Final Draft is the "industry standard" in computer software for professional scripts for movies, television, and even the stage. There are others out there, most notably Montage (but it's only for Macs and I work on a PC) and Movie Magic Screenwriter, and a bunch of free programs, such as Celtx, FiveSprockets and Scripped. I prefer Final Draft -- it's very easy to use and it has a lot of excellent features. And did I mention that it's the industry standard? Many professional screenwriters in Hollywood use the program to create their scripts -- Oliver Stone, J.J. Abrams, Darren Aronofsky, Alan Ball, Ben Stiller, Stanley Tucci, Terry Gilliam, Steven Bochco, Sofia Coppola, James Cameron, Wes Craven, Kevin Williamson, Lawrence Kasdan, and many more. (Click here to read their testimonials.)
The benefits of using a screenwriting program are obvious -- it automatically formats your script so you don't have to worry about manually churning it out into the proper layout and the approved font. Lots of little features make writing much quicker and pain-free. It has plenty of bells and whistles, such as providing various templates, enabling you to include notes, allowing you to track changes between drafts, offering a "text to speech" function that allows you to hear your words read aloud, and much more.
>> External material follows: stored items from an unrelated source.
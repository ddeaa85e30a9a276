//! The 52-card deck.

use alloc::sync::Arc;
use alloc::vec::Vec;
use core::fmt;
use core::slice;

use rand::{Rng, SeedableRng};
use rand_chacha::ChaCha8Rng;

use crate::asset::{AssetStore, BackColor, CARD_HEIGHT, CARD_WIDTH, CardAssets, Image};
use crate::card::{Card, CardId, DECK_SIZE, Rank, Suit};
use crate::error::{AssetDegraded, DeckError, InvalidArgument};
use crate::options::{BackAppearance, DeckOptions};

/// A deck holding exactly one card of each suit and rank.
///
/// The deck keeps its cards in two views: an identity grid used by
/// [`lookup`](Self::lookup), which never changes, and a shuffled draw order
/// consumed by [`deal`](Self::deal). Shuffling reorders the draw order and
/// makes every card available again; it never creates new cards.
///
/// Dealing and shuffling take `&mut self`. To share one deck between threads,
/// put the whole deck behind a mutex.
///
/// # Example
///
/// ```
/// use cardeck::{BackColor, CardAssets, Deck, DeckOptions, MemoryAssets};
///
/// let assets = CardAssets::new(MemoryAssets::standard());
/// let options = DeckOptions::default().with_color(BackColor::Red);
/// let mut deck = Deck::new(&assets, options, 42).unwrap();
///
/// let mut dealt = 0;
/// while deck.deal().is_some() {
///     dealt += 1;
/// }
/// assert_eq!(dealt, 52);
/// assert_eq!(deck.remaining(), 0);
///
/// deck.shuffle();
/// assert_eq!(deck.remaining(), 52);
/// ```
pub struct Deck {
    /// Cards indexed by [`CardId::index`].
    cards: Vec<Card>,
    /// Draw order, as indices into `cards`.
    order: Vec<usize>,
    /// Position in `order` of the next card to deal.
    next: usize,
    /// Back image shared by all cards.
    back: Arc<Image>,
    /// Set when the back fell back to a blank image.
    degraded: Option<AssetDegraded>,
    /// Random number generator.
    rng: ChaCha8Rng,
}

impl Deck {
    /// Creates a shuffled deck whose order is determined by `seed`.
    ///
    /// Faces come from the shared cache in `assets`, so only the first deck
    /// built from it loads them from the store.
    ///
    /// # Errors
    ///
    /// Returns [`DeckError::InvalidArgument`] if no back is configured or a
    /// named back color is neither red nor blue, and
    /// [`DeckError::AssetResolution`] if a face or a canonical back cannot be
    /// loaded. A custom back that cannot be loaded is not an error; see
    /// [`back_degraded`](Self::back_degraded).
    pub fn new<S: AssetStore>(
        assets: &CardAssets<S>,
        options: DeckOptions,
        seed: u64,
    ) -> Result<Self, DeckError> {
        Self::with_rng(assets, options, ChaCha8Rng::seed_from_u64(seed))
    }

    /// Creates a shuffled deck seeded from the thread-local generator.
    ///
    /// # Errors
    ///
    /// Same as [`Deck::new`].
    #[cfg(feature = "std")]
    #[cfg_attr(docsrs, doc(cfg(feature = "std")))]
    pub fn from_entropy<S: AssetStore>(
        assets: &CardAssets<S>,
        options: DeckOptions,
    ) -> Result<Self, DeckError> {
        Self::with_rng(assets, options, ChaCha8Rng::from_rng(&mut rand::rng()))
    }

    fn with_rng<S: AssetStore>(
        assets: &CardAssets<S>,
        options: DeckOptions,
        mut rng: ChaCha8Rng,
    ) -> Result<Self, DeckError> {
        let (back, degraded) = resolve_back(assets, options)?;
        let back = Arc::new(back);

        let mut cards = Vec::with_capacity(DECK_SIZE);
        let mut order = Vec::with_capacity(DECK_SIZE);

        for id in CardId::all() {
            let k = cards.len();
            debug_assert_eq!(k, id.index());
            cards.push(Card::new(id, assets.face(id)?, Arc::clone(&back)));

            // Inside-out Fisher-Yates: order[k] = order[r], order[r] = k.
            order.push(k);
            let r = rng.random_range(0..=k);
            order.swap(k, r);
        }

        Ok(Self {
            cards,
            order,
            next: 0,
            back,
            degraded,
            rng,
        })
    }

    /// Deals the next card.
    ///
    /// Returns `None` once all 52 cards have been dealt since the last
    /// shuffle.
    pub fn deal(&mut self) -> Option<&Card> {
        let index = *self.order.get(self.next)?;
        self.next += 1;
        Some(&self.cards[index])
    }

    /// Looks up the card with the given suit and rank.
    ///
    /// The same card is returned for the life of the deck, whatever has been
    /// dealt or shuffled.
    ///
    /// # Errors
    ///
    /// Returns [`InvalidArgument::Rank`] if `rank` is outside `1..=13`.
    pub fn lookup(&self, suit: Suit, rank: u8) -> Result<&Card, InvalidArgument> {
        let rank = Rank::new(rank)?;
        Ok(self.card(CardId::new(suit, rank)))
    }

    /// Returns the card with the given identity.
    #[must_use]
    pub fn card(&self, id: CardId) -> &Card {
        &self.cards[id.index()]
    }

    /// Number of cards left to deal.
    #[must_use]
    pub fn remaining(&self) -> usize {
        self.order.len() - self.next
    }

    /// Number of cards dealt since the last shuffle.
    #[must_use]
    pub const fn dealt(&self) -> usize {
        self.next
    }

    /// Returns whether every card has been dealt.
    #[must_use]
    pub fn is_empty(&self) -> bool {
        self.remaining() == 0
    }

    /// Shuffles all 52 cards, including dealt ones, and restarts dealing.
    pub fn shuffle(&mut self) {
        for i in (1..self.order.len()).rev() {
            let j = self.rng.random_range(0..=i);
            self.order.swap(i, j);
        }
        self.next = 0;
    }

    /// All cards in suit-major order, independent of the draw order.
    pub fn cards(&self) -> slice::Iter<'_, Card> {
        self.cards.iter()
    }

    /// Returns a copy of the back image shared by every card.
    #[must_use]
    pub fn back_image(&self) -> Image {
        Image::clone(&self.back)
    }

    /// Why the back is blank, if the configured back could not be used.
    #[must_use]
    pub const fn back_degraded(&self) -> Option<&AssetDegraded> {
        self.degraded.as_ref()
    }
}

impl fmt::Debug for Deck {
    fn fmt(&self, f: &mut fmt::Formatter<'_>) -> fmt::Result {
        f.debug_struct("Deck")
            .field("remaining", &self.remaining())
            .field("degraded", &self.degraded)
            .finish_non_exhaustive()
    }
}

/// Resolves the back image and, for soft failures, the reason it is blank.
fn resolve_back<S: AssetStore>(
    assets: &CardAssets<S>,
    options: DeckOptions,
) -> Result<(Image, Option<AssetDegraded>), DeckError> {
    let tolerance = options.size_tolerance;

    match options.back.ok_or(InvalidArgument::MissingBack)? {
        BackAppearance::Color(color) => Ok((canonical_back(assets, color)?, None)),
        BackAppearance::Named(token) => {
            let color = token.parse::<BackColor>()?;
            Ok((canonical_back(assets, color)?, None))
        }
        BackAppearance::Image(image) => Ok(fit_to_card(image, tolerance)),
        BackAppearance::Resource(resource) => match assets.load(&resource) {
            Ok(image) => Ok(fit_to_card(image, tolerance)),
            Err(source) => Ok((
                blank_back(),
                Some(AssetDegraded::Unavailable { resource, source }),
            )),
        },
        BackAppearance::Blank => Ok((blank_back(), Some(AssetDegraded::NoBack))),
    }
}

fn canonical_back<S: AssetStore>(
    assets: &CardAssets<S>,
    color: BackColor,
) -> Result<Image, DeckError> {
    let resource = color.resource_name();
    assets
        .load(resource)
        .map_err(|source| DeckError::AssetResolution {
            resource: resource.into(),
            source,
        })
}

/// Rescales a custom back to card size. An empty image has nothing to scale
/// and degrades to a blank back.
fn fit_to_card(image: Image, tolerance: u32) -> (Image, Option<AssetDegraded>) {
    if image.width() == 0 || image.height() == 0 {
        let degraded = AssetDegraded::Empty {
            width: image.width(),
            height: image.height(),
        };
        (blank_back(), Some(degraded))
    } else if image.fits(CARD_WIDTH, CARD_HEIGHT, tolerance) {
        (image, None)
    } else {
        (image.rescaled(CARD_WIDTH, CARD_HEIGHT), None)
    }
}

fn blank_back() -> Image {
    Image::blank(CARD_WIDTH, CARD_HEIGHT)
}
use deltachain::{validate, ContainerError};
use deltachain_test_utils::*;
use quickcheck::TestResult;
use quickcheck_macros::quickcheck;

/// The CRC32 itself may spell out the signature, which no validator can tell
/// apart from a misplaced container.
fn ambiguous_prefix(raw: &[u8]) -> bool {
    raw.windows(2).position(|w| w == b"PA") != Some(4)
}

#[quickcheck]
fn bare_containers_pass_through(payload: Vec<u8>) -> bool {
    let mut raw = b"PA".to_vec();
    raw.extend_from_slice(&payload[..]);
    validate(&raw[..]) == Ok(&raw[..])
}

#[quickcheck]
fn prefixed_containers_are_stripped(payload: Vec<u8>) -> TestResult {
    let mut rest = b"PA".to_vec();
    rest.extend_from_slice(&payload[..]);
    let raw = with_crc(&rest[..]);
    if ambiguous_prefix(&raw[..]) {
        return TestResult::discard();
    }
    TestResult::from_bool(validate(&raw[..]) == Ok(&rest[..]))
}

#[quickcheck]
fn mutated_crc_is_rejected(payload: Vec<u8>, mask: u32) -> TestResult {
    if mask == 0 {
        return TestResult::discard();
    }
    let mut rest = b"PA".to_vec();
    rest.extend_from_slice(&payload[..]);
    let mut raw = with_crc(&rest[..]);
    let computed = crc32fast::hash(&rest[..]);
    let stored = computed ^ mask;
    raw[..4].copy_from_slice(&stored.to_le_bytes());
    if ambiguous_prefix(&raw[..]) {
        return TestResult::discard();
    }
    TestResult::from_bool(
        validate(&raw[..]) == Err(ContainerError::Integrity { stored, computed }),
    )
}

#[quickcheck]
fn no_signature_is_malformed(raw: Vec<u8>) -> TestResult {
    if raw.windows(2).any(|w| w == b"PA") {
        return TestResult::discard();
    }
    TestResult::from_bool(validate(&raw[..]) == Err(ContainerError::Malformed { offset: None }))
}

#[test]
fn flipped_payload_bit() {
    let rest = b"PA\x01\x02\x03\x04payload".to_vec();
    let mut raw = with_crc(&rest[..]);
    raw[8] ^= 0x10;
    match validate(&raw[..]) {
        Err(ContainerError::Integrity { stored, computed }) => {
            assert_eq!(stored, crc32fast::hash(&rest[..]));
            assert_ne!(stored, computed);
        }
        r => panic!("unexpected result: {:?}", r),
    }
}

#[test]
fn prefix_of_wrong_length() {
    for prefix_len in [1, 2, 3, 5, 8].iter() {
        let mut raw = vec![0xee; *prefix_len];
        raw.extend_from_slice(b"PAxyz");
        assert_eq!(
            validate(&raw[..]),
            Err(ContainerError::Malformed {
                offset: Some(*prefix_len)
            })
        );
    }
}

#[test]
fn error_messages() {
    let malformed = ContainerError::Malformed { offset: Some(2) };
    assert_eq!(
        malformed.to_string(),
        "signature found at offset 2, expected 0 or 4"
    );
    let missing = ContainerError::Malformed { offset: None };
    assert_eq!(missing.to_string(), "signature not found");
    let integrity = ContainerError::Integrity {
        stored: 0xdeadbeef,
        computed: 0x1,
    };
    assert!(integrity.to_string().contains("0xdeadbeef"));
    assert!(integrity.to_string().contains("0x00000001"));
}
The new version includes a scene navigator and a page-count manager, among other nice new and/or improved functions.
So what's the bad side of screenwriting software? In a nutshell, no matter how great and fancy it is, it does not write the script for you. And even though it is an enormously valuable tool to help you finish your script, it does not guarantee that your story is good enough to be optioned into a production. Some writers invest so much money into software, screenwriting contests, seminars, script coverage services, and other tools (some of which can indeed be helpful), that they fail to realize that the bottom line is coming up with a good story, great characters, believable dialogue, and a well-written plot, which no software can really substitute.
Becoming a successful writer involves a mastery of creativity, sharp writing skills, industry connections, a knack for developing fresh takes on emerging trends, and a big heap of luck -- all combined in a holy grail that I and countless other aspiring screen-and-stage-writers have been pursuing for years.
Final Draft will not turn my story into a blockbuster movie, but it's a tool that helps me put my ideas on the page in a professional manner, and that is a big step in the right direction. The rest is up to me.